The snap judgments that we make aren’t made by accident; they’re echoes of a brain that evolved in a time where the ability to make these rapid categorisations was a matter of life or death. To quickly distinguish between tribal allies and potential threats was essential. It was those who did this effectively that were able to keep themselves safe, and live long enough to pass on their genes.

This cognitive machinery served us well when we lived in groups of up to 150, and the presence of genuine physical threats were frequent and acute. In 2026, that same cognitive machinery is less helpful. The same instincts that once kept us alive now keep us intellectually impoverished, leading us to quickly categorise individuals — often politically — based on fragmentary evidence. People are far more complex than we often give them credit for.

For a human brain, the appeal is clear. Thinking is genuinely hard work. Genuine reasoning — holding multiple contradictory ideas simultaneously, updating beliefs when presented with new evidence — is inconvenient and incredibly taxing. It is far easier to post-rationalise our behaviour and warp incoming information to fit our existing beliefs about the world. It preserves what is referred to within psychology as ‘cognitive load’, while providing the comforting illusion of understanding.

This deep-rooted human tendency has been weaponised by social media very cleverly. The algorithms are calibrated in such a way that they drip feed us fuel for confirmation bias, delivered so effectively that we begin to mistake our echo chamber of a feed for reality. 

What we lose is the acceptance and appreciation of nuance. We lose the ability to see issues as incredibly complex, and appreciate that there are often credible arguments on both sides of a debate. With this, we see a decline in intellectual humility, people’s openness to having their mind changed, and the ability to see the world as far more complicated than we could ever comprehend. The cost of this shift is evident in political discourse that reads like propaganda: in the casual confidence with which people dismiss vast portions of fellow human beings as irredeemably evil or stupid.

Say what you like about the institution, but the University of Oxford can’t be faulted when it comes to attempting to remedy this proclivity for binary thought. There is a relentless focus — particularly within tutorials and seminars — on the consideration of the value of sources, awareness of alternative viewpoints, the extent to which theories transcend time and space, and the frequent need to take a step back and see the bigger picture. 
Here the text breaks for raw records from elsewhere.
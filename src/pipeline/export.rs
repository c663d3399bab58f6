//! Result export
//!
//! Writes a finished [`ComputationResult`] as pretty JSON. Diagnostic fields
//! (keys starting with `_`) are stripped at every nesting level.

use regex::Regex;
use serde_json::Value;
use std::path::{Path, PathBuf};
use std::sync::LazyLock;
use tracing::info;
use unicode_normalization::char::is_combining_mark;
use unicode_normalization::UnicodeNormalization;

use crate::types::ComputationResult;

static DISALLOWED_CHARS: LazyLock<Regex> =
    LazyLock::new(|| Regex::new(r"[^A-Za-z0-9_\-]").expect("valid file name pattern"));
static UNDERSCORE_RUNS: LazyLock<Regex> = LazyLock::new(|| Regex::new(r"_+").expect("valid underscore pattern"));

#[derive(Debug, thiserror::Error)]
pub enum ExportError {
    #[error("failed to serialize result: {0}")]
    Serialize(#[from] serde_json::Error),
    #[error("failed to write {path}: {source}")]
    Io {
        path: PathBuf,
        #[source]
        source: std::io::Error,
    },
}

/// Name safe for use in a file name: umlauts transliterated, remaining
/// accents stripped via canonical decomposition, spaces to underscores,
/// only `[A-Za-z0-9_-]` kept, runs of underscores collapsed.
pub fn safe_filename(name: &str) -> String {
    let mut transliterated = String::with_capacity(name.len());
    for c in name.chars() {
        match c {
            'ä' => transliterated.push_str("ae"),
            'ö' => transliterated.push_str("oe"),
            'ü' => transliterated.push_str("ue"),
            'ß' => transliterated.push_str("ss"),
            'Ä' => transliterated.push_str("Ae"),
            'Ö' => transliterated.push_str("Oe"),
            'Ü' => transliterated.push_str("Ue"),
            other => transliterated.push(other),
        }
    }

    let folded: String = transliterated
        .nfd()
        .filter(|&c| !is_combining_mark(c))
        .map(|c| if c == ' ' { '_' } else { c })
        .collect();

    let kept = DISALLOWED_CHARS.replace_all(&folded, "");
    UNDERSCORE_RUNS.replace_all(&kept, "_").trim_matches('_').to_string()
}

/// Recursively drop object keys starting with `_`.
pub fn strip_diagnostics(value: Value) -> Value {
    match value {
        Value::Object(map) => Value::Object(
            map.into_iter()
                .filter(|(k, _)| !k.starts_with('_'))
                .map(|(k, v)| (k, strip_diagnostics(v)))
                .collect(),
        ),
        Value::Array(items) => Value::Array(items.into_iter().map(strip_diagnostics).collect()),
        other => other,
    }
}

/// `<safe name>_<DDMMYYYY>` stem shared by exports and rendered documents.
pub fn artifact_stem(name: &str, birth_date: &str) -> String {
    format!("{}_{}", safe_filename(name), birth_date.replace('.', ""))
}

/// Write `<safe name>_<DDMMYYYY>_result.json` into `dir`.
pub fn export_result(result: &ComputationResult, dir: &Path) -> Result<PathBuf, ExportError> {
    std::fs::create_dir_all(dir).map_err(|source| ExportError::Io {
        path: dir.to_path_buf(),
        source,
    })?;

    let stem = artifact_stem(&result.person.name, &result.person.birth_date);
    let path = dir.join(format!("{stem}_result.json"));

    let clean = strip_diagnostics(serde_json::to_value(result)?);
    let body = serde_json::to_string_pretty(&clean)?;
    std::fs::write(&path, body).map_err(|source| ExportError::Io {
        path: path.clone(),
        source,
    })?;

    info!(path = %path.display(), "Result exported");
    Ok(path)
}
//! Computation Orchestrator - one full pipeline run for one person.

use chrono::Utc;
use std::path::PathBuf;
use std::sync::Arc;
use std::time::Instant;
use tracing::{error, info, warn};

use super::export::export_result;
use super::sign_check::{quick_sign_check, SignCheck};
use super::StageOutcome;
use crate::config::{AppConfig, SignCheckConfig, StaticTables};
use crate::ephemeris::{ChartRequest, EphemerisEngine, ReferenceFrame, SiderealModel};
use crate::error::{InputError, StageError};
use crate::geo::GeoResolver;
use crate::stages::{bodygraph, frames, numerology};
use crate::types::{ComputationResult, GeoFix, PersonInput, ProductTier, ResultMeta, StageFailure, StageName};

/// Sequences the stages against one person's data.
///
/// Holds only shared, read-only collaborators; concurrent runs are
/// independent.
pub struct Orchestrator {
    engine: Arc<dyn EphemerisEngine>,
    geo: Arc<GeoResolver>,
    tables: Arc<StaticTables>,
    sidereal_model: SiderealModel,
    ephemeris_timeout_secs: u64,
    sign_check: SignCheckConfig,
    /// Export every finished run here when set
    export_dir: Option<PathBuf>,
}

impl Orchestrator {
    pub fn new(
        engine: Arc<dyn EphemerisEngine>,
        geo: Arc<GeoResolver>,
        tables: Arc<StaticTables>,
        config: &AppConfig,
    ) -> Self {
        info!(
            engine = engine.engine_name(),
            sidereal_model = config.ephemeris.sidereal_model.display_name(),
            export = config.output.export_results,
            "Initializing computation orchestrator"
        );
        Self {
            engine,
            geo,
            tables,
            sidereal_model: config.ephemeris.sidereal_model,
            ephemeris_timeout_secs: config.ephemeris.timeout_secs,
            sign_check: config.sign_check.clone(),
            export_dir: config
                .output
                .export_results
                .then(|| config.output.export_dir.clone()),
        }
    }

    /// Run every stage. Never fails: stage failures are recorded in the
    /// returned result.
    pub async fn run(&self, person: &PersonInput, tier: ProductTier) -> ComputationResult {
        let started = Instant::now();
        let meta = ResultMeta {
            version: tier.as_str().to_string(),
            computed_at: Utc::now(),
            ayanamsa_model: self.sidereal_model.display_name().to_string(),
            ayanamsa_value: None,
        };
        let mut result = ComputationResult::empty(person.clone(), meta);

        info!(
            person = %person.name,
            place = %person.birth_place,
            tier = %tier,
            "Pipeline run started"
        );

        // Everything downstream needs coordinates and a timezone.
        let fix = match self.geo.resolve(&person.birth_place).await {
            Ok(fix) => fix,
            Err(e) => {
                error!(
                    stage = %StageName::Geocoding,
                    kind = %e.kind(),
                    error = %e,
                    "Geocoding failed, aborting run"
                );
                result.failures.push(StageFailure::new(StageName::Geocoding, &e));
                return result;
            }
        };

        result.numerology = StageOutcome::from_result(
            StageName::Numerology,
            numerology::life_number(&person.birth_date).map_err(StageError::from),
        )
        .collect(&mut result.failures);

        let request = chart_request(person, &fix);
        result.geocoding = Some(fix);

        let engine = self.engine.as_ref();
        let timeout = self.ephemeris_timeout_secs;

        let tropical = match &request {
            Ok(req) => frames::tropical(engine, req, timeout).await,
            Err(e) => Err(e.clone().into()),
        };
        result.tropical = StageOutcome::from_result(StageName::Tropical, tropical).collect(&mut result.failures);

        let sidereal = match &request {
            Ok(req) => frames::sidereal(engine, req, self.sidereal_model, timeout).await,
            Err(e) => Err(e.clone().into()),
        };
        result.sidereal = StageOutcome::from_result(StageName::Sidereal, sidereal).collect(&mut result.failures);

        let (element, decan) = match &result.sidereal {
            Some(chart) => {
                let sun = &chart.sun.position;
                (
                    StageOutcome::from_result(
                        StageName::Element,
                        self.tables.elements.resolve(&sun.sign).map_err(StageError::from),
                    ),
                    StageOutcome::from_result(
                        StageName::Decan,
                        self.tables.decans.resolve(&sun.sign, sun.degree).map_err(StageError::from),
                    ),
                )
            }
            None => (
                StageOutcome::skipped(StageName::Element, "no sidereal sun position"),
                StageOutcome::skipped(StageName::Decan, "no sidereal sun position"),
            ),
        };
        result.element = element.collect(&mut result.failures);
        result.decan = decan.collect(&mut result.failures);

        let human_design = match &request {
            Ok(req) => bodygraph::human_design(engine, req, &self.tables.channels, timeout).await,
            Err(e) => Err(e.clone().into()),
        };
        result.human_design =
            StageOutcome::from_result(StageName::HumanDesign, human_design).collect(&mut result.failures);

        result.meta.ayanamsa_value = result.sidereal.as_ref().map(|s| s.ayanamsa);

        info!(
            person = %person.name,
            failures = result.failures.len(),
            elapsed_ms = started.elapsed().as_millis() as u64,
            "Pipeline run finished"
        );

        if let Some(dir) = &self.export_dir {
            if let Err(e) = export_result(&result, dir) {
                warn!(error = %e, "Result export failed");
            }
        }

        result
    }

    /// Tropical vs sidereal Sun sign for a date at the reference place.
    pub async fn sign_check(&self, birth_date: &str) -> Result<SignCheck, StageError> {
        quick_sign_check(
            self.engine.as_ref(),
            &self.sign_check,
            self.sidereal_model,
            self.ephemeris_timeout_secs,
            birth_date,
        )
        .await
    }
}

fn chart_request(person: &PersonInput, fix: &GeoFix) -> Result<ChartRequest, InputError> {
    let moment = person.moment()?;
    Ok(ChartRequest {
        local: moment.local_datetime(),
        latitude: fix.latitude,
        longitude: fix.longitude,
        timezone: fix.timezone.clone(),
        frame: ReferenceFrame::Tropical,
    })
}

#[cfg(test)]
mod tests {
    use super::*;
    use crate::ephemeris::test_support::{chart_with_sun, FixedEphemeris};
    use crate::error::ErrorKind;
    use crate::geo::test_support::static_resolver;

    fn orchestrator(engine: FixedEphemeris) -> Orchestrator {
        let config = AppConfig::default();
        let geo = static_resolver();
        let tables = Arc::new(StaticTables::embedded().unwrap());
        Orchestrator::new(Arc::new(engine), geo, tables, &config)
    }

    fn person(date: &str, place: &str) -> PersonInput {
        PersonInput::new("Anna Müller", date, "14:30", place)
    }

    #[tokio::test]
    async fn test_full_run_populates_every_stage() {
        let o = orchestrator(FixedEphemeris::new(
            chart_with_sun("Gem", 84.3567),
            chart_with_sun("Tau", 60.5),
        ));
        let r = o.run(&person("15.06.1990", "Berlin"), ProductTier::Pro).await;

        assert!(r.failures.is_empty(), "{:?}", r.failures);
        assert_eq!(r.numerology.as_ref().unwrap().life_number, 4);
        assert_eq!(r.sidereal.as_ref().unwrap().sun.position.sign, "Stier");
        // 0.5° Stier: first Taurus decan
        assert_eq!(r.decan.as_ref().unwrap().number, 4);
        assert_eq!(r.decan.as_ref().unwrap().deity, "Ptah");
        assert!(r.element.is_some());
        assert!(r.human_design.is_some());
        assert_eq!(r.meta.version, "pro");
        assert_eq!(r.meta.ayanamsa_value, Some(23.8567));
    }

    #[tokio::test]
    async fn test_geocode_failure_is_fatal() {
        let o = orchestrator(FixedEphemeris::new(
            chart_with_sun("Gem", 84.3567),
            chart_with_sun("Tau", 60.5),
        ));
        let r = o.run(&person("15.06.1990", "Atlantis"), ProductTier::Normal).await;

        assert!(r.is_fatal());
        assert_eq!(r.failures.len(), 1);
        assert!(r.geocoding.is_none());
        assert!(r.numerology.is_none());
        assert!(r.tropical.is_none());
        assert!(r.human_design.is_none());
    }

    #[tokio::test]
    async fn test_engine_outage_skips_element_and_decan() {
        let o = orchestrator(FixedEphemeris::failing("engine offline"));
        let r = o.run(&person("15.06.1990", "Berlin"), ProductTier::Normal).await;

        let stages: Vec<_> = r.failures.iter().map(|f| f.stage).collect();
        assert_eq!(
            stages,
            vec![StageName::Tropical, StageName::Sidereal, StageName::HumanDesign]
        );
        assert!(r.numerology.is_some());
        assert!(r.element.is_none() && r.decan.is_none());
        assert_eq!(r.meta.ayanamsa_value, None);
    }

    #[tokio::test]
    async fn test_invalid_date_isolated_per_stage() {
        let o = orchestrator(FixedEphemeris::new(
            chart_with_sun("Gem", 84.3567),
            chart_with_sun("Tau", 60.5),
        ));
        let r = o.run(&person("31.02.1990", "Berlin"), ProductTier::Normal).await;

        assert!(r.geocoding.is_some());
        assert!(r.failures.iter().all(|f| f.kind == ErrorKind::InvalidInput));
        assert!(r.failure_for(StageName::Numerology).is_some());
        assert!(r.failure_for(StageName::HumanDesign).is_some());
        assert!(r.failure_for(StageName::Element).is_none());
    }

    #[tokio::test]
    async fn test_sign_check_delegates_to_engine() {
        let o = orchestrator(FixedEphemeris::new(
            chart_with_sun("Gem", 84.3567),
            chart_with_sun("Tau", 60.5),
        ));
        let check = o.sign_check("15.06.1990").await.unwrap();
        assert_eq!(check.tropical, "Zwillinge");
        assert_eq!(check.sidereal, "Stier");
        assert!(check.differs);
    }
}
Unfortunately, this is only a partial antidote. You cannot will yourself out of millions of years of evolutionary pressure, and social media platforms’ economic incentives align perfectly with the intellectual instinct to make impulsive judgements. But recognising the problem may be the beginning of addressing it. The next time you find yourself categorising someone based on limited information — their political views, their background, their associations — it might be worth pausing to ask yourself: what else might be true about this person that contradicts the story I’ve just constructed?

The alternative is to continue to inhabit a world where individuals are quickly cast into preconceived roles — fuelling resentment, hostility, and division.